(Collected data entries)
··········

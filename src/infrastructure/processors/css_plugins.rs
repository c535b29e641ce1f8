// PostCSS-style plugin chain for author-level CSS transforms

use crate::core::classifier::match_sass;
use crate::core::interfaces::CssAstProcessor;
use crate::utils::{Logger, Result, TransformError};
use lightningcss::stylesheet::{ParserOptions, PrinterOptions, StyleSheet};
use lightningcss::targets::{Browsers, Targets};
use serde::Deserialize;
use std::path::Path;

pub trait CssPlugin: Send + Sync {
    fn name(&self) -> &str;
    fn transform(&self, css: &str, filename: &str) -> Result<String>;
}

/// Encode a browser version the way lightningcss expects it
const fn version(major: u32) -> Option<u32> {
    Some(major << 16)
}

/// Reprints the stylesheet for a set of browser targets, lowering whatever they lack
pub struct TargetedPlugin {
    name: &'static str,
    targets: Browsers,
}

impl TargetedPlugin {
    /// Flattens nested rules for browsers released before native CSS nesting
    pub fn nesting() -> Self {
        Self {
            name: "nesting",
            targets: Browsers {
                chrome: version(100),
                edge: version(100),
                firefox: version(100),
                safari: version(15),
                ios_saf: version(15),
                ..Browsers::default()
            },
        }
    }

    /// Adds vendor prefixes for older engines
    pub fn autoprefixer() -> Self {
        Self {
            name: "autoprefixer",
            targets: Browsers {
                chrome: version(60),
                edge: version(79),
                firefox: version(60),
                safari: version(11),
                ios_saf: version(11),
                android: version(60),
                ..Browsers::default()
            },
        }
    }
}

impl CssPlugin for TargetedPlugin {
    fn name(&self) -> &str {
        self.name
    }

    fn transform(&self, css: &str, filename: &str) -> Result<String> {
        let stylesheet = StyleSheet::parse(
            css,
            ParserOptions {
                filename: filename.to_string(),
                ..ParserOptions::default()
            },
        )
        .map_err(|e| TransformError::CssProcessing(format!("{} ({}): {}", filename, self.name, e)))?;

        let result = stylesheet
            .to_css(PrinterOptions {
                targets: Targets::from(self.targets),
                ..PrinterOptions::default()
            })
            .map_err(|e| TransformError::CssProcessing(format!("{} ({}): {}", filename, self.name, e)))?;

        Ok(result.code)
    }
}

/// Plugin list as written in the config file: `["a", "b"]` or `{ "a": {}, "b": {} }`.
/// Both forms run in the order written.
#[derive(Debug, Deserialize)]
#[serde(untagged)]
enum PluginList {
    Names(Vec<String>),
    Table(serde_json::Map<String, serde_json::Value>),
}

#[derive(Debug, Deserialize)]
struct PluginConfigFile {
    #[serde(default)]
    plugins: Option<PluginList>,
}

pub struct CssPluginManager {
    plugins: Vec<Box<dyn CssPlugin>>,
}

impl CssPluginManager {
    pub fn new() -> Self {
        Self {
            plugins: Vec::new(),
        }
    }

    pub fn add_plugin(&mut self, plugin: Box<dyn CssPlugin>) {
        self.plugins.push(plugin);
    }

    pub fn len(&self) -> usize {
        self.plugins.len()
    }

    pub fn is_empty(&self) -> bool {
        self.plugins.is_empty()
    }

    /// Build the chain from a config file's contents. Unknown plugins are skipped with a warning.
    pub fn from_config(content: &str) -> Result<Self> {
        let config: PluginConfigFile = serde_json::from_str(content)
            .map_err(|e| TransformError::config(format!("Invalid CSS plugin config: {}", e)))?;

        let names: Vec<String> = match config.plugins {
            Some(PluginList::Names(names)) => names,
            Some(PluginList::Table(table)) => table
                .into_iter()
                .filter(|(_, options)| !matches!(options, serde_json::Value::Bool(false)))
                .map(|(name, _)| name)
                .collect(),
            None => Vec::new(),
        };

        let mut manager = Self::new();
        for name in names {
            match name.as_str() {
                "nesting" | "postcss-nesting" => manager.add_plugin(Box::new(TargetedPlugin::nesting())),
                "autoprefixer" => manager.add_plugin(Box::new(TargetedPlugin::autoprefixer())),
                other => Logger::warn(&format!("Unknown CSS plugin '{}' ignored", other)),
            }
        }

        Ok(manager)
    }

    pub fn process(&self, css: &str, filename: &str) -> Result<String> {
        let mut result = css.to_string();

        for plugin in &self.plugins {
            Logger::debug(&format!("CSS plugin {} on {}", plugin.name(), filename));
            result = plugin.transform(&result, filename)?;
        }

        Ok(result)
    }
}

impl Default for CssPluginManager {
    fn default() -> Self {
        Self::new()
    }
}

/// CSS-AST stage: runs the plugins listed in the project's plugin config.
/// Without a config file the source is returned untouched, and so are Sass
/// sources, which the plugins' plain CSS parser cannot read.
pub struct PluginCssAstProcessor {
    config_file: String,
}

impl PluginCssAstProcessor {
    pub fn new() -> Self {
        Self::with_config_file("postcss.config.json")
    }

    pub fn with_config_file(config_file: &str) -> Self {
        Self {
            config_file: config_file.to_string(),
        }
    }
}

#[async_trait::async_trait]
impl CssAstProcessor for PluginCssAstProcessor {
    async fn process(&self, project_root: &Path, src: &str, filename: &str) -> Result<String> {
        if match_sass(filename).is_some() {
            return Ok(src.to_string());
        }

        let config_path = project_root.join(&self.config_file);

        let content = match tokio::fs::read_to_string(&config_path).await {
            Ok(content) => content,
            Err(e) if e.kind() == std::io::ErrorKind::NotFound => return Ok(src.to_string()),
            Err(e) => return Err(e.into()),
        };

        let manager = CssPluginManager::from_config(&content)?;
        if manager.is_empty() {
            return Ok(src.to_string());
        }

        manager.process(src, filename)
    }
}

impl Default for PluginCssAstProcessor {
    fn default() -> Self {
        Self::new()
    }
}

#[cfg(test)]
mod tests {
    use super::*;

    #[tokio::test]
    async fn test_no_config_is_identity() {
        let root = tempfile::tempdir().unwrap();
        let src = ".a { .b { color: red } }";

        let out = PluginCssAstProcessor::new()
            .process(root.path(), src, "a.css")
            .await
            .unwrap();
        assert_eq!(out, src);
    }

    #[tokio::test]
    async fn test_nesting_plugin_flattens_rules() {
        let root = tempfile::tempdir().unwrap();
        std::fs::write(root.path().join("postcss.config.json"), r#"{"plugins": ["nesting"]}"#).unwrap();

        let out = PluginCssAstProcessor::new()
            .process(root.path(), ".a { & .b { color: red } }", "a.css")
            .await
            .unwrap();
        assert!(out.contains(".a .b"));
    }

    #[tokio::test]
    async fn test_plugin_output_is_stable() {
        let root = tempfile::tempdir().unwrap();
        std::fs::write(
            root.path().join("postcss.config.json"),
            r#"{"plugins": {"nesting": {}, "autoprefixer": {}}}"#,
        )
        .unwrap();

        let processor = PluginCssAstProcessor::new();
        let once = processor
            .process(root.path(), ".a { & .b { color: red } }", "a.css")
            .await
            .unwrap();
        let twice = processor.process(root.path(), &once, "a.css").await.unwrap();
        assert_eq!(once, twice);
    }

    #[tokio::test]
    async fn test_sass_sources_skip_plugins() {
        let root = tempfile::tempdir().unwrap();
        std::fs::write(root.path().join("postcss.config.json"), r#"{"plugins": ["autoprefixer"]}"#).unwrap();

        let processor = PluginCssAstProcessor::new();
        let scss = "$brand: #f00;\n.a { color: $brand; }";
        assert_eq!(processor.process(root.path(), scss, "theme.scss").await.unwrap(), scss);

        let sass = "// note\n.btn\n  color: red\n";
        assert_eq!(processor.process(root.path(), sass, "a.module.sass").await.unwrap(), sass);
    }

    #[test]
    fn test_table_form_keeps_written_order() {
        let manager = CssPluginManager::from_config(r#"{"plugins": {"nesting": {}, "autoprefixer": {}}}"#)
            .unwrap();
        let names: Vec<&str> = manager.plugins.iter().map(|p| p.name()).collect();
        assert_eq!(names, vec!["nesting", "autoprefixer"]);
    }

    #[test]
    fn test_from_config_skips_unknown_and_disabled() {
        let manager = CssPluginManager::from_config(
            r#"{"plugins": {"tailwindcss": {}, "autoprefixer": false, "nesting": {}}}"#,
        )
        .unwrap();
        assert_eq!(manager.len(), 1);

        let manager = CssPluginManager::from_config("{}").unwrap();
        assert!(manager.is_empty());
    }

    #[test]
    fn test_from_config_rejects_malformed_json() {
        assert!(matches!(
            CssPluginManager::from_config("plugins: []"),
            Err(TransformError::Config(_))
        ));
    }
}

··········

**WORK INSTRUCTIONS**.
Once you find the line containing "lightningcss expects it", stop: reproduce exactly that line and every line of the data before it, and nothing else.

**TASK RESPONSE**.
filename src/infrastructure/processors/css_plugins.rs
repository c535b29e641ce1f8
// PostCSS-style plugin chain for author-level CSS transforms

use crate::core::classifier::match_sass;
use crate::core::interfaces::CssAstProcessor;
use crate::utils::{Logger, Result, TransformError};
use lightningcss::stylesheet::{ParserOptions, PrinterOptions, StyleSheet};
use lightningcss::targets::{Browsers, Targets};
use serde::Deserialize;
use std::path::Path;

pub trait CssPlugin: Send + Sync {
    fn name(&self) -> &str;
    fn transform(&self, css: &str, filename: &str) -> Result<String>;
}

/// Encode a browser version the way lightningcss expects it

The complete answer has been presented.